A look at any Facebook web page or Twitter feed could have quickly convinced any dispassionate observer that individuals weren’t broadly sharing their enthusiasms for brands. Actually, people were overwhelmingly not voicing enthusiasms for brands whatsoever. And on the rare occasions when they did, their comments didn’t get shared and go viral, but quickly trickled away.

Additionally, webpages that brands built on Facebook and feeds they created on Twitter drew preliminary interest as novelties, but soon became moribund as consumers found them to be self-serving and bland. Today, about 7 in 10,000 of a major brand’s followers will build relationships a Facebook post. Becoming a publicly kept company, and needing ways to make money because of its shareholders, Facebook noticed what was taking place and quickly changed its tune. To their credit, Facebook pulled one of the most amazing bait-and-switch jobs in the annals of business. Notwithstanding Zuckerberg’s earlier proclamations, they realized these were in the traditional advertising sales business.

They slipped the fancy talk about “sharing” and “engagement” and quickly reverted to “reach” and “TRPs” – the decades-old language of traditional advertising. Facebook’s business is no more about providing a discussion board for conversations about brands. It really is now believed that about 1% of a brand’s followers receive the brand’s posts naturally. It is no such thing. It is traditional paid advertising. But, as always, the cultural press lobby is nothing at all if not cunning.

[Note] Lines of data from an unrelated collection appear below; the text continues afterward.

#[cfg(test)]
mod tests {
    use super::*;
    use crate::plan::PlanConfig;
    use async_trait::async_trait;
    use chrono::TimeZone;
    use serde_json::json;
    use std::sync::atomic::{AtomicU32, Ordering};
    use zakup_client::{FetchError, PageQuery, UpstreamPage};
    use zakup_core::{CursorPosition, SyncCursor};
    use zakup_store::MemoryStorage;

    fn t(secs: i64) -> DateTime<Utc> {
        Utc.timestamp_opt(1_700_000_000 + secs, 0).single().unwrap()
    }

    struct FixedClock(DateTime<Utc>);

    impl Clock for FixedClock {
        fn now(&self) -> DateTime<Utc> {
            self.0
        }
    }

    /// Always fails with a retryable error; counts fetch attempts.
    struct FailingSource {
        calls: AtomicU32,
    }

    #[async_trait]
    impl UpstreamSource for FailingSource {
        async fn fetch(
            &self,
            _entity: EntityKind,
            _query: &PageQuery,
        ) -> Result<UpstreamPage, FetchError> {
            self.calls.fetch_add(1, Ordering::SeqCst);
            Err(FetchError::Timeout)
        }
    }

    /// Returns one short page per fetch; enough for a single-window run.
    struct OnePageSource;

    #[async_trait]
    impl UpstreamSource for OnePageSource {
        async fn fetch(
            &self,
            _entity: EntityKind,
            _query: &PageQuery,
        ) -> Result<UpstreamPage, FetchError> {
            Ok(UpstreamPage {
                items: vec![json!({"id": 1, "trd_buy_id": 1, "name_ru": "x"})],
                total: Some(1),
            })
        }
    }

    fn cfg() -> OrchestratorConfig {
        OrchestratorConfig {
            workers: 2,
            max_attempts: 2,
            retry_backoff: BackoffPolicy {
                max_retries: 1,
                base_delay: StdDuration::from_millis(100),
                max_delay: StdDuration::from_secs(1),
            },
            admission_retry_delay: StdDuration::from_millis(200),
            job: JobConfig {
                plan: PlanConfig {
                    window: chrono::Duration::seconds(50),
                    safety_lag: chrono::Duration::seconds(100),
                    page_size: 100,
                    initial_sync_from: t(0),
                },
                budget: StdDuration::from_secs(60),
                archive_raw: false,
            },
        }
    }

    async fn seed(storage: &MemoryStorage, entity: EntityKind, position: CursorPosition) {
        storage
            .seed_cursor(SyncCursor {
                position: Some(position),
                ..SyncCursor::initial(entity)
            })
            .await;
    }

    /// Polls until the entity has at least `min` records, on the virtual clock.
    async fn wait_for_records(storage: &MemoryStorage, entity: EntityKind, min: usize) {
        for _ in 0..500 {
            if storage.records(entity).await.len() >= min {
                return;
            }
            tokio::time::sleep(StdDuration::from_millis(20)).await;
        }
        panic!("{entity} never reached {min} records");
    }

    async fn wait_for_alert(orchestrator: &Orchestrator) {
        for _ in 0..500 {
            if !orchestrator.alerts().is_empty() {
                return;
            }
            tokio::time::sleep(StdDuration::from_millis(20)).await;
        }
        panic!("no alert was raised");
    }

    #[tokio::test(start_paused = true)]
    async fn exhausted_job_raises_exactly_one_alert() {
        let storage = Arc::new(MemoryStorage::new());
        seed(&storage, EntityKind::Procurement, CursorPosition::Timestamp(t(100))).await;
        let source = Arc::new(FailingSource { calls: AtomicU32::new(0) });

        let orchestrator = Orchestrator::new(
            source.clone(),
            storage.clone(),
            MappingRegistry::builtin(),
            Arc::new(FixedClock(t(300))),
            cfg(),
        );

        let outcome = orchestrator
            .trigger(EntityKind::Procurement, Trigger::Manual)
            .await
            .unwrap();
        assert_eq!(outcome, TriggerOutcome::Enqueued);

        wait_for_alert(&orchestrator).await;
        // Let any stray retries play out, then confirm the alert is singular.
        tokio::time::sleep(StdDuration::from_secs(5)).await;
        assert_eq!(orchestrator.alerts().len(), 1);

        let jobs = storage.jobs().await;
        assert_eq!(jobs.len(), 1);
        assert_eq!(jobs[0].state, JobState::FailedExhausted);
        assert_eq!(jobs[0].attempt_count, 2);

        let status = orchestrator.status(EntityKind::Procurement).await.unwrap();
        assert_eq!(status.consecutive_failures, 2);
        assert_eq!(status.position, Some(CursorPosition::Timestamp(t(100))));
        assert_eq!(status.job_state, Some(JobState::FailedExhausted));

        orchestrator.shutdown().await;
    }

    #[tokio::test(start_paused = true)]
    async fn triggers_coalesce_while_a_job_is_in_flight() {
        let storage = Arc::new(MemoryStorage::new());
        seed(&storage, EntityKind::Procurement, CursorPosition::Timestamp(t(100))).await;

        // Fetch stalls so the first job is still running on the second trigger.
        struct SlowSource;
        #[async_trait]
        impl UpstreamSource for SlowSource {
            async fn fetch(
                &self,
                _entity: EntityKind,
                _query: &PageQuery,
            ) -> Result<UpstreamPage, FetchError> {
                tokio::time::sleep(StdDuration::from_secs(2)).await;
                Ok(UpstreamPage { items: Vec::new(), total: Some(0) })
            }
        }

        let orchestrator = Orchestrator::new(
            Arc::new(SlowSource),
            storage.clone(),
            MappingRegistry::builtin(),
            Arc::new(FixedClock(t(300))),
            cfg(),
        );

        let first = orchestrator
            .trigger(EntityKind::Procurement, Trigger::Scheduled)
            .await
            .unwrap();
        let second = orchestrator
            .trigger(EntityKind::Procurement, Trigger::Scheduled)
            .await
            .unwrap();
        assert_eq!(first, TriggerOutcome::Enqueued);
        assert_eq!(second, TriggerOutcome::Coalesced);

        assert_eq!(storage.jobs().await.len(), 1);
        orchestrator.shutdown().await;
    }

    #[tokio::test(start_paused = true)]
    async fn child_defers_until_its_parent_has_a_fresh_success() {
        let storage = Arc::new(MemoryStorage::new());
        seed(&storage, EntityKind::Lot, CursorPosition::Timestamp(t(100))).await;
        // Parent cursor exists but has never succeeded.
        seed(&storage, EntityKind::Procurement, CursorPosition::Timestamp(t(150))).await;

        let orchestrator = Orchestrator::new(
            Arc::new(OnePageSource),
            storage.clone(),
            MappingRegistry::builtin(),
            Arc::new(FixedClock(t(300))),
            cfg(),
        );

        orchestrator
            .trigger(EntityKind::Lot, Trigger::Manual)
            .await
            .unwrap();

        // Held in admission limbo: no lot records appear.
        tokio::time::sleep(StdDuration::from_secs(1)).await;
        assert!(storage.records(EntityKind::Lot).await.is_empty());

        // Parent succeeds after the child was queued; the deferral loop
        // picks it up on the next admission check.
        storage
            .seed_cursor(SyncCursor {
                position: Some(CursorPosition::Timestamp(t(150))),
                last_success_at: Some(t(300)),
                last_attempt_at: Some(t(300)),
                consecutive_failures: 0,
                ..SyncCursor::initial(EntityKind::Procurement)
            })
            .await;

        wait_for_records(&storage, EntityKind::Lot, 1).await;
        let jobs = storage.jobs().await;
        assert_eq!(jobs.len(), 1);
        assert_eq!(jobs[0].state, JobState::Succeeded);
        // One recorded attempt: the deferrals consumed none.
        assert_eq!(jobs[0].attempt_count, 1);

        orchestrator.shutdown().await;
    }

    #[tokio::test(start_paused = true)]
    async fn failed_job_row_write_releases_the_lane() {
        use std::sync::atomic::AtomicBool;
        use zakup_core::{CanonicalRecord, PositionDecodeError, SyncJob as CoreSyncJob};
        use zakup_store::{CommitOutcome, RawSnapshot, StoreError};

        /// Delegates to memory storage, failing the first job-row write.
        struct FlakyJobStore {
            inner: MemoryStorage,
            fail_next: AtomicBool,
        }

        #[async_trait]
        impl zakup_store::SyncStorage for FlakyJobStore {
            async fn cursor(&self, entity: EntityKind) -> Result<SyncCursor, StoreError> {
                self.inner.cursor(entity).await
            }

            async fn commit_batch(
                &self,
                entity: EntityKind,
                records: &[CanonicalRecord],
                new_position: &CursorPosition,
                raw: Option<&RawSnapshot>,
                committed_at: DateTime<Utc>,
            ) -> Result<CommitOutcome, StoreError> {
                self.inner
                    .commit_batch(entity, records, new_position, raw, committed_at)
                    .await
            }

            async fn record_failure(
                &self,
                entity: EntityKind,
                at: DateTime<Utc>,
            ) -> Result<(), StoreError> {
                self.inner.record_failure(entity, at).await
            }

            async fn record_job(&self, job: &CoreSyncJob) -> Result<(), StoreError> {
                if self.fail_next.swap(false, Ordering::SeqCst) {
                    return Err(StoreError::CorruptCursor(PositionDecodeError(
                        "job table unavailable".to_string(),
                    )));
                }
                self.inner.record_job(job).await
            }

            async fn record_count(&self, entity: EntityKind) -> Result<u64, StoreError> {
                self.inner.record_count(entity).await
            }
        }

        let storage = Arc::new(FlakyJobStore {
            inner: MemoryStorage::new(),
            fail_next: AtomicBool::new(true),
        });
        seed(&storage.inner, EntityKind::Procurement, CursorPosition::Timestamp(t(100))).await;

        let orchestrator = Orchestrator::new(
            Arc::new(OnePageSource),
            storage.clone(),
            MappingRegistry::builtin(),
            Arc::new(FixedClock(t(300))),
            cfg(),
        );

        let err = orchestrator
            .trigger(EntityKind::Procurement, Trigger::Manual)
            .await
            .unwrap_err();
        assert!(matches!(err, SyncError::Storage(_)));

        // The failed trigger must not leave the lane claimed: the next
        // trigger enqueues instead of coalescing, and the sync runs.
        let outcome = orchestrator
            .trigger(EntityKind::Procurement, Trigger::Manual)
            .await
            .unwrap();
        assert_eq!(outcome, TriggerOutcome::Enqueued);
        wait_for_records(&storage.inner, EntityKind::Procurement, 1).await;

        orchestrator.shutdown().await;
    }

    #[tokio::test(start_paused = true)]
    async fn paused_entity_holds_jobs_until_resume() {
        let storage = Arc::new(MemoryStorage::new());
        seed(&storage, EntityKind::Procurement, CursorPosition::Timestamp(t(100))).await;

        let orchestrator = Orchestrator::new(
            Arc::new(OnePageSource),
            storage.clone(),
            MappingRegistry::builtin(),
            Arc::new(FixedClock(t(300))),
            cfg(),
        );

        orchestrator.pause(EntityKind::Procurement);
        let outcome = orchestrator
            .trigger(EntityKind::Procurement, Trigger::Manual)
            .await
            .unwrap();
        assert_eq!(outcome, TriggerOutcome::Held);

        tokio::time::sleep(StdDuration::from_secs(1)).await;
        assert!(storage.records(EntityKind::Procurement).await.is_empty());
        let status = orchestrator.status(EntityKind::Procurement).await.unwrap();
        assert!(status.paused);
        assert_eq!(status.job_state, Some(JobState::Queued));

        orchestrator.resume(EntityKind::Procurement);
        wait_for_records(&storage, EntityKind::Procurement, 1).await;
        orchestrator.shutdown().await;
    }
}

Every time their spurious claims are shown they redefine “social press” to match the reality. So we now have “social advertisements” — a whole contradiction in conditions. The thing that was supposed to replace ads is now ads. Social media is an amazing worldwide phenomenon. But social media – and the promise of free lunch through discussions and sharing – has turned out to be a dream.

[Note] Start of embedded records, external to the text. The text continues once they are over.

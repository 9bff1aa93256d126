use std::path::PathBuf;

use thiserror::Error;

pub const JSON_PLAN_HINT: &str = "This tool only supports JSON-formatted Terraform plans.\n\
Please use the following commands:\n  \
terraform plan -out=tfplan\n  \
terraform show -json tfplan | terraform-plan-filter";

#[derive(Debug, Error)]
pub enum FilterError {
    #[error("input appears to be text format, expected JSON\n\n{}", JSON_PLAN_HINT)]
    InputFormat,

    #[error("error parsing Terraform plan: {0}")]
    InputParse(String),

    #[error("plan file {} does not exist", .0.display())]
    PlanNotFound(PathBuf),

    #[error("I/O error: {0}")]
    Io(#[from] std::io::Error),

    #[error("error formatting output: {0}")]
    Format(String),
}

impl From<serde_json::Error> for FilterError {
    fn from(err: serde_json::Error) -> Self {
        FilterError::Format(err.to_string())
    }
}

The only reason his praise was so high was because he’d annoyed Socket… on several occasion. One instance wasn’t even planned. Even today he could still see that fireplace, see himself fleeing as if he was nothing more than an onlooker. He didn’t know how long he sat there, letting the heat from the shower soothe the pain away. As he up stood back again, water flowed from his long fur and soaked the ground as he shook himself dried out.